Más que la organización y la confrontación se valoraba la autonomía y la creatividad. "Encontrar reglas propias y mutarlas continuamente", "fabricar artesanalmente maquinarias bizarras, que funcionan de una u otra forma, que cortan y cosen, combinan y recombinan" (signos en el imaginario social).

Esta especie de situacionismo es la forma elegida por Berardi para intervenir políticamente, si se quiere. "Activismo mediático" lo denonima él. El mundo se ha massmediatizado y transformado en videoelectrónico, y habrá que intervenir allí porque ésa es la esfera central hoy.

No hay que "juzgar" las consecuencias de esta transformación, hay que entenderlas y desde allí pensar qué hacer. Un chico de formación mediana, dice Berardi, hoy utiliza 650 palabras, frente a las 2000 de antaño. ¿No es esto lo que afecta la potencialidad crítica, el abandono de la lógica, de la razón, que muchas veces vino de la mano de lo escrito, para pasar al más emotivo plano de lo audiovisual, como dijo Berardi más atrás en su texto? Aún así, cree que no hay que juzgar este proceso. ¿Qué hay que hacer entonces? Aceptarlo, primero; intervenir, después.

Parece haber un aire general de conformismo o resignación en Berardi. No se puede luchar contra el poder o contra las desigualdades organizadamente, porque es peligroso abolir las diferencias o las subjetividades entre quienes se quiere organizar, entonces hay que aceptarlas y organizarse autónomoma, ecléctica y mutantemente; el retroceso en el manejo del lenguaje es inevitable, hay que aceptarlo; "la mayor parte del deseo social va precisamente en la misma dirección que el ciclo productivo en red, hacia la participación en el juego que constituye la mente global y no al antagonismo que ya no sirve y ya no produce ninguna perspectiva de alternativas ni de autonomía a largo plazo", también hay que aceptarlo: no sirve de nada retomar las ideologías clásicas ni los antagonismos.

Entonces, sigue apareciendo la pregunta: ¿qué sí sirve? ¿Qué hacer? "Construir subjetividades propias", "autoorganizarse", autonomizarse del sistema, dirá quizás Berardi.

Cierra su capítulo sobre la infósfera con algunas preguntas que parecen ir en el mismo sentido que las nuestras: "¿Cómo construir posibilidades de intercambio que reactiven la ternura, el reconocimiento y la circulación afectiva y discursiva? ¿Cómo construir espacios de trabajo creativo en los pliegues de la vida precarizada?" Pero no da respuestas.

Sugerimos una: dejando de aceptarlo todo, de no juzgarlo, de resignarse ante el estado actual de las cosas, dejar de concentrarse en sólo buscar los pliegues para refugiarse y empezar a discutir y luchar contra la causa de los malestares, esa vida precarizada que menciona Berardi.

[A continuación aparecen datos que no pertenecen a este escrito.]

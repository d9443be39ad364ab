//! The butterfly exchange: `O(log P)` rounds of pairwise refinement
//! requests, pairing rank `r` with `r XOR (1 << round)` each round (§4.6).

use std::collections::HashMap;
use std::sync::Arc;

use luciferase_error::{LuciferaseError, Result};
use luciferase_forest::PartitionTopology;
use luciferase_geometry::SFCKey;
use luciferase_types::TimeSource;

use crate::checker::BalanceViolation;
use crate::wire::{RefinementRequest, RefinementResponse};

/// Collaborator that actually moves bytes to a peer rank and back. A real
/// implementation lives above this crate (RPC, shared memory, loopback);
/// tests supply an in-process stub.
pub trait BalanceTransport: Send + Sync {
    /// # Errors
    /// A transient error (timeout, temporarily unreachable) is retried once
    /// by the caller; anything else is treated as permanent.
    fn send_request(&self, peer_rank: u32, request: &RefinementRequest) -> Result<RefinementResponse>;
}

/// Outcome of a full butterfly run.
#[derive(Debug, Clone, Default)]
pub struct ButterflyOutcome {
    pub refined_keys: Vec<SFCKey>,
    /// Per-peer count of transient failures absorbed without aborting the
    /// run (§8 scenario 5's "failure counter for rank 3").
    pub failures: HashMap<u32, u32>,
    pub rounds_run: u32,
}

impl ButterflyOutcome {
    /// True if every round completed with no transient failures recorded
    /// against any peer.
    #[must_use]
    pub fn fully_converged(&self) -> bool {
        self.failures.values().all(|&count| count == 0) || self.failures.is_empty()
    }
}

/// Default `max_rounds`: `ceil(log2(P)) + 2` for `P` active partitions.
#[must_use]
pub fn default_max_rounds(partition_count: usize) -> u32 {
    let log2 = (partition_count.max(1) as f64).log2().ceil() as u32;
    log2 + 2
}

/// Drives one partition's side of the butterfly protocol.
pub struct ButterflyProtocol {
    self_rank: u32,
    topology: Arc<PartitionTopology>,
    clock: Arc<dyn TimeSource>,
    max_rounds: u32,
}

impl ButterflyProtocol {
    #[must_use]
    pub fn new(self_rank: u32, topology: Arc<PartitionTopology>, clock: Arc<dyn TimeSource>) -> Self {
        let max_rounds = default_max_rounds(topology.partition_count());
        Self {
            self_rank,
            topology,
            clock,
            max_rounds,
        }
    }

    #[must_use]
    pub fn with_max_rounds(mut self, max_rounds: u32) -> Self {
        self.max_rounds = max_rounds;
        self
    }

    fn send_with_retry(
        &self,
        transport: &dyn BalanceTransport,
        peer_rank: u32,
        request: &RefinementRequest,
    ) -> Result<RefinementResponse> {
        match transport.send_request(peer_rank, request) {
            Ok(response) => Ok(response),
            Err(e) if e.is_transient() => {
                tracing::warn!(peer_rank, "butterfly request failed, retrying once");
                transport.send_request(peer_rank, request)
            }
            Err(e) => Err(e),
        }
    }

    /// Run rounds until no violations remain destined for an active peer or
    /// `max_rounds` is reached. Transient per-peer failures are absorbed
    /// (graceful degradation, §8 scenario 5); a non-transient error from the
    /// transport aborts the run and is surfaced to the caller.
    ///
    /// # Errors
    /// Propagates the first permanent (non-transient) transport error.
    pub fn run(
        &self,
        transport: &dyn BalanceTransport,
        violations: Vec<BalanceViolation>,
    ) -> Result<ButterflyOutcome> {
        let mut remaining = violations;
        let mut outcome = ButterflyOutcome::default();
        let active: std::collections::HashSet<u32> = self.topology.active_ranks().into_iter().collect();

        for round in 0..self.max_rounds {
            if remaining.is_empty() {
                break;
            }
            outcome.rounds_run = round + 1;
            let partner = self.self_rank ^ (1 << round);
            if partner == self.self_rank || !active.contains(&partner) {
                continue;
            }
            let batch: Vec<BalanceViolation> = remaining
                .iter()
                .filter(|v| v.source_rank == partner)
                .cloned()
                .collect();
            if batch.is_empty() {
                continue;
            }
            let request = RefinementRequest {
                requester_rank: self.self_rank,
                round,
                timestamp_ms: self.clock.now_ms(),
                violations: batch,
            };
            match self.send_with_retry(transport, partner, &request) {
                Ok(response) => {
                    outcome.refined_keys.extend(response.refined_keys);
                    remaining.retain(|v| v.source_rank != partner);
                }
                Err(e) if e.is_transient() => {
                    *outcome.failures.entry(partner).or_insert(0) += 1;
                    tracing::warn!(
                        partner,
                        round,
                        "butterfly round degraded: peer unreachable, continuing with partial results"
                    );
                }
                Err(e) => return Err(e),
            }
        }
        Ok(outcome)
    }
}

#[cfg(test)]
mod tests {
    use super::*;
    use luciferase_geometry::KeyKind;
    use luciferase_types::ManualTimeSource;
    use std::sync::Mutex;
    use uuid::Uuid;

    fn violation(source_rank: u32) -> BalanceViolation {
        let mut local = SFCKey::root(KeyKind::Tetree);
        for _ in 0..2 {
            local = local.child(0).unwrap();
        }
        let mut ghost = SFCKey::root(KeyKind::Tetree);
        for _ in 0..5 {
            ghost = ghost.child(1).unwrap();
        }
        BalanceViolation {
            local_key: local,
            ghost_key: ghost,
            local_level: 2,
            ghost_level: 5,
            source_rank,
        }
    }

    fn topology_with_ranks(n: u32) -> Arc<PartitionTopology> {
        let topology = Arc::new(PartitionTopology::new());
        for rank in 0..n {
            topology.register(Uuid::new_v4(), rank).unwrap();
        }
        topology
    }

    struct AlwaysRefines;
    impl BalanceTransport for AlwaysRefines {
        fn send_request(&self, peer_rank: u32, request: &RefinementRequest) -> Result<RefinementResponse> {
            Ok(RefinementResponse {
                responder_rank: peer_rank,
                round: request.round,
                timestamp_ms: request.timestamp_ms,
                refined_keys: request.violations.iter().map(|v| v.ghost_key).collect(),
            })
        }
    }

    struct UnavailablePeer {
        unavailable_rank: u32,
    }
    impl BalanceTransport for UnavailablePeer {
        fn send_request(&self, peer_rank: u32, request: &RefinementRequest) -> Result<RefinementResponse> {
            if peer_rank == self.unavailable_rank {
                return Err(LuciferaseError::SyncFailure {
                    rank: peer_rank,
                    cause: "unavailable".into(),
                });
            }
            Ok(RefinementResponse {
                responder_rank: peer_rank,
                round: request.round,
                timestamp_ms: request.timestamp_ms,
                refined_keys: request.violations.iter().map(|v| v.ghost_key).collect(),
            })
        }
    }

    struct RetryOnceThenOk {
        attempts: Mutex<u32>,
    }
    impl BalanceTransport for RetryOnceThenOk {
        fn send_request(&self, peer_rank: u32, request: &RefinementRequest) -> Result<RefinementResponse> {
            let mut attempts = self.attempts.lock().unwrap();
            *attempts += 1;
            if *attempts == 1 {
                return Err(LuciferaseError::BarrierTimeout {
                    waited_ms: 5000,
                    limit_ms: 5000,
                });
            }
            Ok(RefinementResponse {
                responder_rank: peer_rank,
                round: request.round,
                timestamp_ms: request.timestamp_ms,
                refined_keys: request.violations.iter().map(|v| v.ghost_key).collect(),
            })
        }
    }

    #[test]
    fn converging_peer_resolves_all_violations() {
        let topology = topology_with_ranks(4);
        let protocol = ButterflyProtocol::new(0, topology, ManualTimeSource::shared());
        let outcome = protocol.run(&AlwaysRefines, vec![violation(1), violation(2)]).unwrap();
        assert_eq!(outcome.refined_keys.len(), 2);
        assert!(outcome.failures.values().all(|&c| c == 0));
    }

    #[test]
    fn unavailable_peer_degrades_gracefully() {
        let topology = topology_with_ranks(4);
        let protocol = ButterflyProtocol::new(0, topology, ManualTimeSource::shared());
        let outcome = protocol
            .run(&UnavailablePeer { unavailable_rank: 3 }, vec![violation(1), violation(3)])
            .unwrap();
        assert_eq!(outcome.refined_keys.len(), 1);
        assert_eq!(*outcome.failures.get(&3).unwrap(), 1);
    }

    #[test]
    fn transient_failure_is_retried_once_before_succeeding() {
        let topology = topology_with_ranks(2);
        let protocol = ButterflyProtocol::new(0, topology, ManualTimeSource::shared());
        let transport = RetryOnceThenOk { attempts: Mutex::new(0) };
        let outcome = protocol.run(&transport, vec![violation(1)]).unwrap();
        assert_eq!(outcome.refined_keys.len(), 1);
        assert!(outcome.failures.is_empty() || outcome.failures.values().all(|&c| c == 0));
    }

    #[test]
    fn permanent_error_is_surfaced() {
        struct AlwaysPermanent;
        impl BalanceTransport for AlwaysPermanent {
            fn send_request(&self, peer_rank: u32, _request: &RefinementRequest) -> Result<RefinementResponse> {
                Err(LuciferaseError::ConfigInvalid(format!("bad peer {peer_rank}")))
            }
        }
        let topology = topology_with_ranks(2);
        let protocol = ButterflyProtocol::new(0, topology, ManualTimeSource::shared());
        let result = protocol.run(&AlwaysPermanent, vec![violation(1)]);
        assert!(result.is_err());
    }
}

No hay libertad, no hay autonomía posible, si esa libertad debe ser buscada dentro de las coordenadas existentes, que otros nos ofrecen. Se es libre si no se depende de la imposición de opciones entre las que elegir, de coordenadas, de unos pocos pliegues en donde refugiarse. Menos Alice, más Lenin.

A guisa de exhortación, y resumiendo lo que acabamos de exponer, podemos dar esta escueta respuesta a la pregunta: ¿qué hacer?:

Acabar con la resignación ante el destino.